Stupéfiant de maîtrise pour un premier roman, « Landfall » est de ces livres qui m'évoquent cette capacité qu'ont les Américains de se confronter, frontalement et sans attendre la patine des décennies, aux démons de leur histoire et à la face sombre de leur civilisation.
Ici, c'est la fracture brutalement révélée par les ravages de l'ouragan Katrina 2005 entre une Amérique nantie contre une Amérique pauvre, celle de la population noire déshéritée de la Nouvelle Orléans, événement tragique et violent qui lézarda profondément le mythe d'une union nationale décrétée après le 11 septembre quatre ans auparavant.
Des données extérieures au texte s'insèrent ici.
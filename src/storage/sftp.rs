// dbbackup/src/storage/sftp.rs
use crate::errors::{BackupError, Result};
use crate::storage::{BackupFileRecord, StorageBackend};
use async_trait::async_trait;
use chrono::{TimeZone, Utc};
use log::{error, info};
use ssh2::{Session, Sftp};
use std::io;
use std::net::TcpStream;
use std::path::{Path, PathBuf};

/// SFTP destination authenticated through the local SSH agent. ssh2 is a
/// blocking library, so every operation opens a fresh session inside
/// `spawn_blocking`, mirroring the one-connection-per-transfer behavior of
/// command-line sftp.
pub struct SftpBackend {
    host: String,
    port: u16,
    user: String,
    base: String,
    id: String,
}

impl SftpBackend {
    pub fn new(host: String, port: u16, user: String, base: String) -> Self {
        let id = format!("sftp:{}@{}:{}", user, host, base);
        SftpBackend {
            host,
            port,
            user,
            base: base.trim_end_matches('/').to_string(),
            id,
        }
    }

    fn upload_error(&self, message: impl std::fmt::Display) -> BackupError {
        BackupError::Upload {
            destination: self.id.clone(),
            message: message.to_string(),
        }
    }

    fn connect_blocking(host: &str, port: u16, user: &str) -> io::Result<(Session, Sftp)> {
        let tcp = TcpStream::connect((host, port))?;
        let mut session = Session::new()?;
        session.set_tcp_stream(tcp);
        session.handshake()?;
        session.userauth_agent(user)?;
        let sftp = session.sftp()?;
        Ok((session, sftp))
    }

    fn mkdir_all_blocking(sftp: &Sftp, path: &Path) -> io::Result<()> {
        let mut current = PathBuf::new();
        for component in path.components() {
            current.push(component);
            // Already-existing directories are fine; a real permission
            // problem resurfaces when the file itself is created.
            let _ = sftp.mkdir(&current, 0o770);
        }
        Ok(())
    }

    fn full_path(&self, key: &str) -> PathBuf {
        PathBuf::from(format!("{}/{}", self.base, key))
    }
}

#[async_trait]
impl StorageBackend for SftpBackend {
    fn id(&self) -> &str {
        &self.id
    }

    async fn put_file(&self, src: &Path, key: &str) -> Result<()> {
        let host = self.host.clone();
        let port = self.port;
        let user = self.user.clone();
        let src = src.to_path_buf();
        let dst = self.full_path(key);
        info!(
            "SFTP transfer started. Source: {} - Destination: {}:{}",
            src.display(),
            host,
            dst.display()
        );
        let local_path = src.clone();
        let result = tokio::task::spawn_blocking(move || -> io::Result<()> {
            let (_session, sftp) = Self::connect_blocking(&host, port, &user)?;
            if let Some(parent) = dst.parent() {
                Self::mkdir_all_blocking(&sftp, parent)?;
            }
            let mut local = std::fs::File::open(&local_path)?;
            let mut remote = sftp.create(&dst)?;
            io::copy(&mut local, &mut remote)?;
            Ok(())
        })
        .await
        .map_err(|e| self.upload_error(e))?;
        result.map_err(|e| self.upload_error(e))?;
        info!("Successfully copied {} to {}", src.display(), self.id);
        Ok(())
    }

    async fn list(&self, prefix: &str) -> Result<Vec<BackupFileRecord>> {
        let host = self.host.clone();
        let port = self.port;
        let user = self.user.clone();
        let root = self.full_path(prefix);
        let listing = tokio::task::spawn_blocking(move || -> io::Result<Vec<(PathBuf, Option<u64>)>> {
            let (_session, sftp) = Self::connect_blocking(&host, port, &user)?;
            let mut out = Vec::new();
            let entries = match sftp.readdir(&root) {
                Ok(entries) => entries,
                // Missing bucket directory means nothing to clean up.
                Err(_) => return Ok(out),
            };
            for (path, stat) in entries {
                if stat.is_dir() {
                    if let Ok(sub) = sftp.readdir(&path) {
                        for (sub_path, sub_stat) in sub {
                            if !sub_stat.is_dir() {
                                out.push((sub_path, sub_stat.mtime));
                            }
                        }
                    }
                } else {
                    out.push((path, stat.mtime));
                }
            }
            Ok(out)
        })
        .await
        .map_err(|e| BackupError::Cleanup(e.to_string()))?
        .map_err(|e| BackupError::Cleanup(e.to_string()))?;

        let records = listing
            .into_iter()
            .filter_map(|(path, mtime)| {
                let name = path.file_name()?.to_string_lossy().into_owned();
                let modified = Utc
                    .timestamp_opt(mtime.unwrap_or(0) as i64, 0)
                    .single()
                    .unwrap_or_default();
                Some(BackupFileRecord {
                    name,
                    key: path.to_string_lossy().into_owned(),
                    modified,
                })
            })
            .collect();
        Ok(records)
    }

    async fn delete(&self, keys: &[String]) -> Result<()> {
        let host = self.host.clone();
        let port = self.port;
        let user = self.user.clone();
        let keys = keys.to_vec();
        let deleted = tokio::task::spawn_blocking(move || -> io::Result<Vec<(String, Option<String>)>> {
            let (_session, sftp) = Self::connect_blocking(&host, port, &user)?;
            let mut results = Vec::with_capacity(keys.len());
            for key in keys {
                let outcome = sftp.unlink(Path::new(&key)).err().map(|e| e.to_string());
                results.push((key, outcome));
            }
            Ok(results)
        })
        .await
        .map_err(|e| BackupError::Cleanup(e.to_string()))?
        .map_err(|e| BackupError::Cleanup(e.to_string()))?;

        for (key, failure) in deleted {
            match failure {
                None => info!("Deleted old backup: {}", key),
                Some(e) => error!("Failed to delete old backup {}: {}", key, e),
            }
        }
        Ok(())
    }

    async fn copy(&self, src_key: &str, dst_key: &str) -> Result<()> {
        let host = self.host.clone();
        let port = self.port;
        let user = self.user.clone();
        let src = self.full_path(src_key);
        let dst = self.full_path(dst_key);
        let result = tokio::task::spawn_blocking(move || -> io::Result<()> {
            // SFTP has no server-side copy; stream the object back through
            // this host instead.
            let (_session, sftp) = Self::connect_blocking(&host, port, &user)?;
            if let Some(parent) = dst.parent() {
                Self::mkdir_all_blocking(&sftp, parent)?;
            }
            let mut remote_src = sftp.open(&src)?;
            let mut remote_dst = sftp.create(&dst)?;
            io::copy(&mut remote_src, &mut remote_dst)?;
            Ok(())
        })
        .await
        .map_err(|e| BackupError::Rotation(e.to_string()))?;
        result.map_err(|e| BackupError::Rotation(format!(
            "Couldn't create rotation copy of {}: {}",
            src_key, e
        )))?;
        Ok(())
    }
}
A travers une narration en miroir, celle de Rose la Blanche, présente dans la voiture conduite par sa mère lorsqu'elle tue accidentellement Rosy la Noire, l'autre figure puissante du roman dont Rose n'aura de cesse de connaître l'histoire, Ellen Urbani nous fait vivre de l'intérieur, grâce à une plume tout à tour sensuelle, nerveuse et tactile, l'horreur vécue par des milliers de laissés pour compte depuis la destruction des digues, le sauve qui peut, les secours qui tardent à venir, insuffisants, puis le recul des autorités et communes avoisinantes face à la crainte de l'envahissement, du mélange, arguant d'un climat de guérilla urbaine surestimé…
Un roman dense et fascinant, impossible à lâcher jusqu'à la révélation finale.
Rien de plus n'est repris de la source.